Memaknai bismillah tentu tidak cukup dengan mengamalkannya sebagai ucapan sebelum kita melakukan suatu kegiatan. Bismillahi arrohmani arrohiimi, atau secara singkat dikenal dengan basmallah, mempunyai makna yang sangat dalam bagi mereka yang mau berpikir. Sebagai ummat muslim, membaca basmallah dalam setiap permulaan bahkan diwajibkan agar kita senantiasa memperoleh berkah dan rahmat dari Allah SWT. Bahkan dalam hal-hal tertentu bisa menjadi haram (dilarang secara keras, dengan konsekuensi dosa) apabila meninggalkan basmallah, seperti penyembilan hewan tanpa awalan basmallah – sekalipun lupa.

Sebagai untaian kalimat yang mulia, tentu basmallah mempunyai kedudukan yang luar biasa, mungkin tidak bisa disejajarkan dengan yang lainnya. Basmallah mempunyai 3 unsur utama, yakni Allah, Arrahman, dan Arrahiim. Allah, ialah rabbun yang berarti Tuhan, Al Kholiq yang berarti pencipta dan penguasa alam beserta isinya. Allah mempunyai 2 sifat yang utama yang disebut-sebut dalam kalimat basmallah, yaitu Arrahman dan Arrahim. Arrahman yang berarti pengasih, Dzat yang memiliki sifat rahmat - kasih sayang yang luas. Serta Arrahim yang merupakan kata kerja dari rahman, yang dimaknai Allah Dzat yang memberikan rahmat – kasih sayangNya - secara penuh dan kepada siapapun. Arrahman arrahiim sendiri mengalami banyak pengulangan penggunaan, seperti pada ayat ke-3 surat Al-Fatihah. Dengan penjelasan singkat tersebut tentu kita paham bahwa penggunaan basmallah tidak boleh sembarangan, artinya untuk hal-hal yang baik saja, tidak elok untuk hal-hal yang tidak baik.

Dalam membaca kitab suci Al-Quran, penggunaan basmallah dikenai beberapa hukum, yaitu wajib, sunnah, haram, dan sebagian ulama menambahkan jaiz. Wajib, artinya harus dan mutlak digunakan, yaitu pada pembacaan surat Al Fatihah, sedangkan sunnah untuk surat-surat selain Al Fatihah dan Attaubah.

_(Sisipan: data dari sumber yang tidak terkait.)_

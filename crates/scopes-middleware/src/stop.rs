//! One-shot stop broadcast shared by an adapter and its threads.
//!
//! Built on a `tokio::sync::watch` channel holding a single flag. A watch
//! channel keeps its latest value, so a listener that subscribes after
//! `stop()` still sees the signal and nobody waits for a stop that already
//! happened.

use std::sync::Arc;
use tokio::sync::watch;

/// Sending side of the stop broadcast.
///
/// Clones share the same signal. `stop()` is idempotent and may be called
/// from any thread, inside or outside a runtime.
///
/// # Example
///
/// ```
/// use scopes_middleware::stop::StopSignal;
///
/// let signal = StopSignal::new();
/// let listener = signal.subscribe();
/// assert!(!listener.is_stopped());
///
/// signal.stop();
/// signal.stop();
/// assert!(listener.is_stopped());
/// assert!(signal.subscribe().is_stopped());
/// ```
#[derive(Debug, Clone)]
pub struct StopSignal {
    tx: Arc<watch::Sender<bool>>,
}

impl Default for StopSignal {
    fn default() -> Self {
        Self::new()
    }
}

impl StopSignal {
    /// Create a signal that has not fired.
    pub fn new() -> Self {
        let (tx, _) = watch::channel(false);
        Self { tx: Arc::new(tx) }
    }

    /// Broadcast the stop. Returns true only for the call that fired it.
    pub fn stop(&self) -> bool {
        !self.tx.send_replace(true)
    }

    /// Whether `stop()` has been called.
    pub fn is_stopped(&self) -> bool {
        *self.tx.borrow()
    }

    /// Create a listener for this signal.
    pub fn subscribe(&self) -> StopListener {
        StopListener {
            rx: self.tx.subscribe(),
        }
    }
}

/// Receiving side of the stop broadcast.
#[derive(Debug, Clone)]
pub struct StopListener {
    rx: watch::Receiver<bool>,
}

impl StopListener {
    /// Whether the signal has fired, without waiting.
    pub fn is_stopped(&self) -> bool {
        *self.rx.borrow()
    }

    /// Resolve once the signal has fired.
    ///
    /// Also resolves if every `StopSignal` handle has been dropped, since no
    /// stop can arrive after that.
    pub async fn stopped(&mut self) {
        let _ = self.rx.wait_for(|stopped| *stopped).await;
    }
}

Pada surat Attaubah, hukumnya haram membaca basmallah, hal ini tentu tidak tanpa alasan, sebab pada surat Attaubah menceritakan unsur-unsur peperangan, dimana hal tersebut jauh dari sifat Allah yang rahman dan rahim. Namun, sebagian ulama memberikan hukum jaiz, artinya boleh menggunakan ataupun tidak membaca basmallah dari pertengahan sampai akhir surat tersebut.

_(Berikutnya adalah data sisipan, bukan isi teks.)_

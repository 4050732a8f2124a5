//! Client-side proxies for servants registered with an adapter.

use serde_json::Value;
use std::fmt;
use std::future::Future;
use std::time::Duration;
use tokio::time;
use tracing::debug;

use crate::config::{MiddlewareConfig, RequestMode};
use crate::error::{MiddlewareError, Result};
use crate::protocol::{self, Request, Response};
use crate::servant::ServantBase;
use crate::transport;

/// Run one client exchange to completion on a private runtime.
///
/// Panics if called from within an async context, like any nested
/// `block_on`.
fn block_on<T>(exchange: impl Future<Output = Result<T>>) -> Result<T> {
    let runtime = tokio::runtime::Builder::new_current_thread().enable_all().build()?;
    runtime.block_on(exchange)
}

/// Send one request and wait for its reply.
///
/// Opens a fresh connection, so at most one request is outstanding on it.
pub fn call(endpoint: &str, request: &Request, timeout: Duration) -> Result<Response> {
    let bytes = protocol::encode_request(request)?;
    block_on(async {
        let mut stream = transport::connect(endpoint).await?;
        transport::write_frame(&mut stream, &bytes).await?;

        let frame = time::timeout(timeout, transport::read_frame(&mut stream))
            .await
            .map_err(|_| MiddlewareError::Timeout {
                operation: format!("invoke {} on {}", request.op_name, endpoint),
                timeout,
            })??
            .ok_or_else(|| {
                MiddlewareError::io(format!(
                    "connection to {} closed before reply to {}",
                    endpoint, request.op_name
                ))
            })?;
        protocol::decode_response(&frame)
    })
}

/// Send one request without waiting for anything back.
pub fn send(endpoint: &str, request: &Request) -> Result<()> {
    let bytes = protocol::encode_request(request)?;
    block_on(async {
        let mut stream = transport::connect(endpoint).await?;
        transport::write_frame(&mut stream, &bytes).await
    })
}

/// Address of a servant: endpoint, identity, category and mode.
#[derive(Debug, Clone, PartialEq, Eq)]
pub struct ObjectProxy {
    endpoint: String,
    identity: String,
    category: String,
    mode: RequestMode,
    timeout: Option<Duration>,
}

impl ObjectProxy {
    /// Create a proxy with the default twoway timeout.
    pub fn new(
        endpoint: impl Into<String>,
        identity: impl Into<String>,
        category: impl Into<String>,
        mode: RequestMode,
    ) -> Self {
        Self {
            endpoint: endpoint.into(),
            identity: identity.into(),
            category: category.into(),
            mode,
            timeout: None,
        }
    }

    /// A proxy that refers to nothing.
    pub fn null() -> Self {
        Self::new("", "", "", RequestMode::Twoway)
    }

    /// Set the reply timeout for twoway invocations.
    pub fn with_timeout(mut self, timeout: Duration) -> Self {
        self.timeout = Some(timeout);
        self
    }

    /// True for a proxy created by [`ObjectProxy::null`].
    pub fn is_null(&self) -> bool {
        self.endpoint.is_empty()
    }

    /// Endpoint of the adapter that hosts the servant.
    pub fn endpoint(&self) -> &str {
        &self.endpoint
    }

    /// Identity the servant is registered under.
    pub fn identity(&self) -> &str {
        &self.identity
    }

    /// Category used to pick a default servant. May be empty.
    pub fn category(&self) -> &str {
        &self.category
    }

    /// Request mode of the hosting adapter.
    pub fn mode(&self) -> RequestMode {
        self.mode
    }

    /// Explicit twoway timeout, if one was set.
    pub fn timeout(&self) -> Option<Duration> {
        self.timeout
    }

    fn check_not_null(&self, op_name: &str) -> Result<()> {
        if self.is_null() {
            return Err(MiddlewareError::invalid_argument(format!(
                "invoke(): cannot invoke {} on null proxy",
                op_name
            )));
        }
        Ok(())
    }

    /// Invoke `op_name` and wait for its result.
    ///
    /// Remote runtime exceptions come back as `Unknown`, `ObjectNotExist`
    /// or `OperationNotExist` errors.
    pub fn invoke_twoway(&self, op_name: &str, in_params: Value) -> Result<Value> {
        self.check_not_null(op_name)?;
        let request = Request::new(&self.identity, &self.category, op_name, RequestMode::Twoway, in_params);
        let timeout = self.timeout.unwrap_or(MiddlewareConfig::DEFAULT_TWOWAY_TIMEOUT);
        debug!("Invoking {} on {}", op_name, self);
        call(&self.endpoint, &request, timeout)?.into_result()
    }

    /// Invoke `op_name` without waiting for the servant to run.
    pub fn invoke_oneway(&self, op_name: &str, in_params: Value) -> Result<()> {
        self.check_not_null(op_name)?;
        let request = Request::new(&self.identity, &self.category, op_name, RequestMode::Oneway, in_params);
        send(&self.endpoint, &request)
    }

    /// Check that the servant is reachable.
    pub fn ping(&self) -> Result<()> {
        self.invoke_twoway(ServantBase::PING, Value::Null).map(|_| ())
    }
}

impl fmt::Display for ObjectProxy {
    fn fmt(&self, f: &mut fmt::Formatter<'_>) -> fmt::Result {
        if self.is_null() {
            return f.write_str("nullproxy:");
        }
        write!(f, "{}#{}", self.endpoint, self.identity)?;
        if !self.category.is_empty() {
            write!(f, "!c={}", self.category)?;
        }
        write!(f, "!m={}", self.mode.as_char())?;
        if let Some(timeout) = self.timeout {
            write!(f, "!t={}", timeout.as_millis())?;
        }
        Ok(())
    }
}

#[cfg(test)]
mod tests {
    use super::*;
    use serde_json::json;

    #[test]
    fn test_proxy_to_string() {
        let proxy = ObjectProxy::new("ipc:///tmp/scope", "fred", "", RequestMode::Twoway);
        assert_eq!(proxy.to_string(), "ipc:///tmp/scope#fred!m=t");

        let proxy = ObjectProxy::new("ipc:///tmp/scope", "fred", "reg", RequestMode::Oneway)
            .with_timeout(Duration::from_millis(500));
        assert_eq!(proxy.to_string(), "ipc:///tmp/scope#fred!c=reg!m=o!t=500");
    }

    #[test]
    fn test_null_proxy() {
        let proxy = ObjectProxy::null();
        assert!(proxy.is_null());
        assert_eq!(proxy.to_string(), "nullproxy:");
        assert!(matches!(
            proxy.invoke_twoway("ping", json!(null)),
            Err(MiddlewareError::InvalidArgument { .. })
        ));
    }

    #[test]
    fn test_invoke_without_listener_fails() {
        let dir = tempfile::TempDir::new().unwrap();
        let endpoint = transport::endpoint_for(&dir.path().join("nobody.sock"));
        let proxy = ObjectProxy::new(endpoint, "fred", "", RequestMode::Twoway);
        assert!(matches!(proxy.ping(), Err(MiddlewareError::Io { .. })));
    }

    #[test]
    fn test_twoway_timeout() {
        let dir = tempfile::TempDir::new().unwrap();
        let path = dir.path().join("silent.sock");
        // Accepts connections but never answers.
        let _listener = std::os::unix::net::UnixListener::bind(&path).unwrap();

        let proxy = ObjectProxy::new(transport::endpoint_for(&path), "fred", "", RequestMode::Twoway)
            .with_timeout(Duration::from_millis(100));
        match proxy.ping() {
            Err(MiddlewareError::Timeout { timeout, .. }) => {
                assert_eq!(timeout, Duration::from_millis(100))
            }
            other => panic!("expected timeout, got {:?}", other),
        }
    }
}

Saudaraku, memaknai basmallah haruslah dengan pikiran dan akal yang sehat. Kita seringkali menggunakan basmallah sebagai awalan setiap kegiatan dengan tujuan selalu memperoleh berkah atas segala sesuatu tindakan kita, terutama untuk niat baik kita. Bahkan mengucapkan basmallah menjadi suatu kewajiban bagi kita, ummat Islam, sebagai wujud tanda ingat kepada Sang Khaliq. Namun, pernahkan kita sadar bahwa kita sering menggunakan basmallah untuk hal-hal jauh dari sifat Allah tersebut, meskipun kita berniat baik, bahkan dengan tujuan menegakkan agama Islam sekalipun.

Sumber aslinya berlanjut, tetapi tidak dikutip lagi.